▸ WHAT IS BEING ASKED: Go through the records, and copy each line in which the string "SymbolCatalogue" is present.

╭──

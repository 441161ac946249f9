use crate::{
    catalogue::catalogue::SymbolCatalogue,
    operators::table::{is_flow_keyword, is_operator, is_reserved},
};

use super::tokens::{Token, TokenKind};

/// Final kind for a name that survived both stages, or `Unresolved` when
/// neither the catalogue nor the operator table knows it.
pub fn kind_for_symbol<C: SymbolCatalogue + ?Sized>(name: &str, catalogue: &C) -> TokenKind {
    if catalogue.is_function_only(name) {
        TokenKind::OperatorFunction
    } else if catalogue.is_command_only(name) {
        TokenKind::OperatorCommand
    } else if catalogue.is_both(name) {
        TokenKind::OperatorBoth
    } else if is_operator(name) {
        TokenKind::Operator
    } else if is_flow_keyword(name) {
        TokenKind::Flow
    } else if is_reserved(name) {
        TokenKind::Keyword
    } else {
        TokenKind::Unresolved
    }
}

/// Assigns final kinds to every unresolved token, in place.
pub fn mark_tokens<C: SymbolCatalogue + ?Sized>(tokens: &mut [Token], catalogue: &C) {
    for token in tokens.iter_mut().filter(|token| !token.is_resolved()) {
        token.kind = kind_for_symbol(&token.value, catalogue);

        if token.is_resolved() {
            log::trace!("classified {:?} as {}", token.value, token.kind);
        } else {
            log::debug!("unresolved symbol {:?} at {}", token.value, token.span.start);
        }
    }
}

╰──

▸ OUTPUT OF THE EXERCISE:
    catalogue::catalogue::SymbolCatalogue,
pub fn kind_for_symbol<C: SymbolCatalogue + ?Sized>(name: &str, catalogue: &C) -> TokenKind {
pub fn mark_tokens<C: SymbolCatalogue + ?Sized>(tokens: &mut [Token], catalogue: &C) {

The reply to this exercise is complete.